◆ **About this exercise**
Go through the entries and write each one out again unchanged.
Entries shown section start
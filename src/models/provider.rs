//! Embedding provider selection and configuration.

use std::path::PathBuf;

use serde::{Deserialize, Serialize};

use crate::error::EmbeddingError;

use super::config::{DEFAULT_CONCURRENCY, EmbeddingConfig};

/// The closed set of supported embedding backends.
#[derive(Debug, Clone, Copy, PartialEq, Eq, Hash, Serialize, Deserialize)]
#[serde(rename_all = "lowercase")]
pub enum ProviderKind {
    /// Local Ollama-compatible HTTP model server.
    Ollama,
    /// OpenAI embeddings API.
    #[serde(rename = "openai")]
    OpenAi,
    /// Cohere embed API.
    Cohere,
    /// In-process ONNX model.
    Onnx,
}

impl std::str::FromStr for ProviderKind {
    type Err = EmbeddingError;

    fn from_str(s: &str) -> Result<Self, Self::Err> {
        match s.trim().to_lowercase().as_str() {
            "ollama" => Ok(ProviderKind::Ollama),
            "openai" => Ok(ProviderKind::OpenAi),
            "cohere" => Ok(ProviderKind::Cohere),
            "onnx" | "local" => Ok(ProviderKind::Onnx),
            _ => Err(EmbeddingError::UnknownProvider(s.to_string())),
        }
    }
}

impl std::fmt::Display for ProviderKind {
    fn fmt(&self, f: &mut std::fmt::Formatter<'_>) -> std::fmt::Result {
        match self {
            ProviderKind::Ollama => write!(f, "ollama"),
            ProviderKind::OpenAi => write!(f, "openai"),
            ProviderKind::Cohere => write!(f, "cohere"),
            ProviderKind::Onnx => write!(f, "onnx"),
        }
    }
}

/// Provider settings a caller may attach to a single ingest or search call.
///
/// The provider name stays a plain string until resolution so an unknown
/// name is reported as a validation error rather than a decode failure.
#[derive(Debug, Clone, Default, Serialize, Deserialize)]
pub struct ProviderRequest {
    #[serde(default)]
    pub provider: Option<String>,
    #[serde(default)]
    pub api_key: Option<String>,
    #[serde(default)]
    pub endpoint: Option<String>,
    #[serde(default)]
    pub model: Option<String>,
    #[serde(default)]
    pub dimension: Option<usize>,
}

/// Fully resolved configuration used to construct one provider.
#[derive(Clone)]
pub struct EmbeddingProviderConfig {
    pub provider: ProviderKind,
    pub api_key: Option<String>,
    /// Base URL of the provider. Required for Ollama, optional override otherwise.
    pub endpoint: Option<String>,
    pub model: Option<String>,
    /// Overrides the known-model dimension table.
    pub dimension: Option<usize>,
    /// Directory holding `model.onnx` and `tokenizer.json` for the ONNX provider.
    pub model_path: Option<PathBuf>,
    /// Hosted providers accept a missing API key only when this is set.
    pub no_auth: bool,
    /// Maximum in-flight requests per batch window.
    pub concurrency: usize,
    pub timeout_secs: u64,
}

impl EmbeddingProviderConfig {
    pub fn new(provider: ProviderKind) -> Self {
        Self {
            provider,
            api_key: None,
            endpoint: None,
            model: None,
            dimension: None,
            model_path: None,
            no_auth: false,
            concurrency: DEFAULT_CONCURRENCY,
            timeout_secs: 30,
        }
    }

    /// Merge process-level settings with a caller's request.
    ///
    /// Process-level values win field by field and the request only fills gaps,
    /// except that the API key and endpoint are taken from the same side.
    pub fn resolve(
        provider: ProviderKind,
        process: &EmbeddingConfig,
        request: Option<&ProviderRequest>,
    ) -> Self {
        let requested = |f: fn(&ProviderRequest) -> Option<String>| request.and_then(f);

        let process_key = match provider {
            ProviderKind::OpenAi => process.openai_api_key.clone(),
            ProviderKind::Cohere => process.cohere_api_key.clone(),
            ProviderKind::Ollama | ProviderKind::Onnx => None,
        };
        let process_endpoint = match provider {
            ProviderKind::Ollama => process.ollama_url.clone(),
            _ => None,
        };

        // Key and endpoint travel together: a process key only ever goes to the
        // process endpoint (or the provider default), never to one the caller chose.
        let (api_key, endpoint) = match process_key {
            Some(key) => (Some(key), process_endpoint),
            None => (
                requested(|r| r.api_key.clone()),
                process_endpoint.or_else(|| requested(|r| r.endpoint.clone())),
            ),
        };

        Self {
            provider,
            api_key,
            endpoint,
            model: process.model.clone().or_else(|| requested(|r| r.model.clone())),
            dimension: process
                .dimension
                .or_else(|| request.and_then(|r| r.dimension)),
            model_path: process.model_path.clone(),
            no_auth: process.no_auth,
            concurrency: process.concurrency.max(1),
            timeout_secs: process.timeout_secs,
        }
    }
}

impl std::fmt::Debug for EmbeddingProviderConfig {
    fn fmt(&self, f: &mut std::fmt::Formatter<'_>) -> std::fmt::Result {
        f.debug_struct("EmbeddingProviderConfig")
            .field("provider", &self.provider)
            .field("api_key", &self.api_key.as_ref().map(|_| "<redacted>"))
            .field("endpoint", &self.endpoint)
            .field("model", &self.model)
            .field("dimension", &self.dimension)
            .field("model_path", &self.model_path)
            .field("no_auth", &self.no_auth)
            .field("concurrency", &self.concurrency)
            .field("timeout_secs", &self.timeout_secs)
            .finish()
    }
}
Entries shown section end
◆ **Solution**
filename src/models/provider.rs
//! Embedding provider selection and configuration.

use std::path::PathBuf;

use serde::{Deserialize, Serialize};

use crate::error::EmbeddingError;

use super::config::{DEFAULT_CONCURRENCY, EmbeddingConfig};

/// The closed set of supported embedding backends.
#[derive(Debug, Clone, Copy, PartialEq, Eq, Hash, Serialize, Deserialize)]
#[serde(rename_all = "lowercase")]
pub enum ProviderKind {
    /// Local Ollama-compatible HTTP model server.
    Ollama,
    /// OpenAI embeddings API.
    #[serde(rename = "openai")]
    OpenAi,
    /// Cohere embed API.
    Cohere,
    /// In-process ONNX model.
    Onnx,
}

impl std::str::FromStr for ProviderKind {
    type Err = EmbeddingError;

    fn from_str(s: &str) -> Result<Self, Self::Err> {
        match s.trim().to_lowercase().as_str() {
            "ollama" => Ok(ProviderKind::Ollama),
            "openai" => Ok(ProviderKind::OpenAi),
            "cohere" => Ok(ProviderKind::Cohere),
            "onnx" | "local" => Ok(ProviderKind::Onnx),
            _ => Err(EmbeddingError::UnknownProvider(s.to_string())),
        }
    }
}

impl std::fmt::Display for ProviderKind {
    fn fmt(&self, f: &mut std::fmt::Formatter<'_>) -> std::fmt::Result {
        match self {
            ProviderKind::Ollama => write!(f, "ollama"),
            ProviderKind::OpenAi => write!(f, "openai"),
            ProviderKind::Cohere => write!(f, "cohere"),
            ProviderKind::Onnx => write!(f, "onnx"),
        }
    }
}

/// Provider settings a caller may attach to a single ingest or search call.
///
/// The provider name stays a plain string until resolution so an unknown
/// name is reported as a validation error rather than a decode failure.
#[derive(Debug, Clone, Default, Serialize, Deserialize)]
pub struct ProviderRequest {
    #[serde(default)]
    pub provider: Option<String>,
    #[serde(default)]
    pub api_key: Option<String>,
    #[serde(default)]
    pub endpoint: Option<String>,
    #[serde(default)]
    pub model: Option<String>,
    #[serde(default)]
    pub dimension: Option<usize>,
}

/// Fully resolved configuration used to construct one provider.
#[derive(Clone)]
pub struct EmbeddingProviderConfig {
    pub provider: ProviderKind,
    pub api_key: Option<String>,
    /// Base URL of the provider. Required for Ollama, optional override otherwise.
    pub endpoint: Option<String>,
    pub model: Option<String>,
    /// Overrides the known-model dimension table.
    pub dimension: Option<usize>,
    /// Directory holding `model.onnx` and `tokenizer.json` for the ONNX provider.
    pub model_path: Option<PathBuf>,
    /// Hosted providers accept a missing API key only when this is set.
    pub no_auth: bool,
    /// Maximum in-flight requests per batch window.
    pub concurrency: usize,
    pub timeout_secs: u64,
}

impl EmbeddingProviderConfig {
    pub fn new(provider: ProviderKind) -> Self {
        Self {
            provider,
            api_key: None,
            endpoint: None,
            model: None,
            dimension: None,
            model_path: None,
            no_auth: false,
            concurrency: DEFAULT_CONCURRENCY,
            timeout_secs: 30,
        }
    }

    /// Merge process-level settings with a caller's request.
    ///
    /// Process-level values win field by field and the request only fills gaps,
    /// except that the API key and endpoint are taken from the same side.
    pub fn resolve(
        provider: ProviderKind,
        process: &EmbeddingConfig,
        request: Option<&ProviderRequest>,
    ) -> Self {
        let requested = |f: fn(&ProviderRequest) -> Option<String>| request.and_then(f);

        let process_key = match provider {
            ProviderKind::OpenAi => process.openai_api_key.clone(),
            ProviderKind::Cohere => process.cohere_api_key.clone(),
            ProviderKind::Ollama | ProviderKind::Onnx => None,
        };
        let process_endpoint = match provider {
            ProviderKind::Ollama => process.ollama_url.clone(),
            _ => None,
        };

        // Key and endpoint travel together: a process key only ever goes to the
        // process endpoint (or the provider default), never to one the caller chose.
        let (api_key, endpoint) = match process_key {
            Some(key) => (Some(key), process_endpoint),
            None => (
                requested(|r| r.api_key.clone()),
                process_endpoint.or_else(|| requested(|r| r.endpoint.clone())),
            ),
        };

        Self {
            provider,
            api_key,
            endpoint,
            model: process.model.clone().or_else(|| requested(|r| r.model.clone())),
            dimension: process
                .dimension
                .or_else(|| request.and_then(|r| r.dimension)),
            model_path: process.model_path.clone(),
            no_auth: process.no_auth,
            concurrency: process.concurrency.max(1),
            timeout_secs: process.timeout_secs,
        }
    }
}

impl std::fmt::Debug for EmbeddingProviderConfig {
    fn fmt(&self, f: &mut std::fmt::Formatter<'_>) -> std::fmt::Result {
        f.debug_struct("EmbeddingProviderConfig")
            .field("provider", &self.provider)
            .field("api_key", &self.api_key.as_ref().map(|_| "<redacted>"))
            .field("endpoint", &self.endpoint)
            .field("model", &self.model)
            .field("dimension", &self.dimension)
            .field("model_path", &self.model_path)
            .field("no_auth", &self.no_auth)
            .field("concurrency", &self.concurrency)
            .field("timeout_secs", &self.timeout_secs)
            .finish()
    }
}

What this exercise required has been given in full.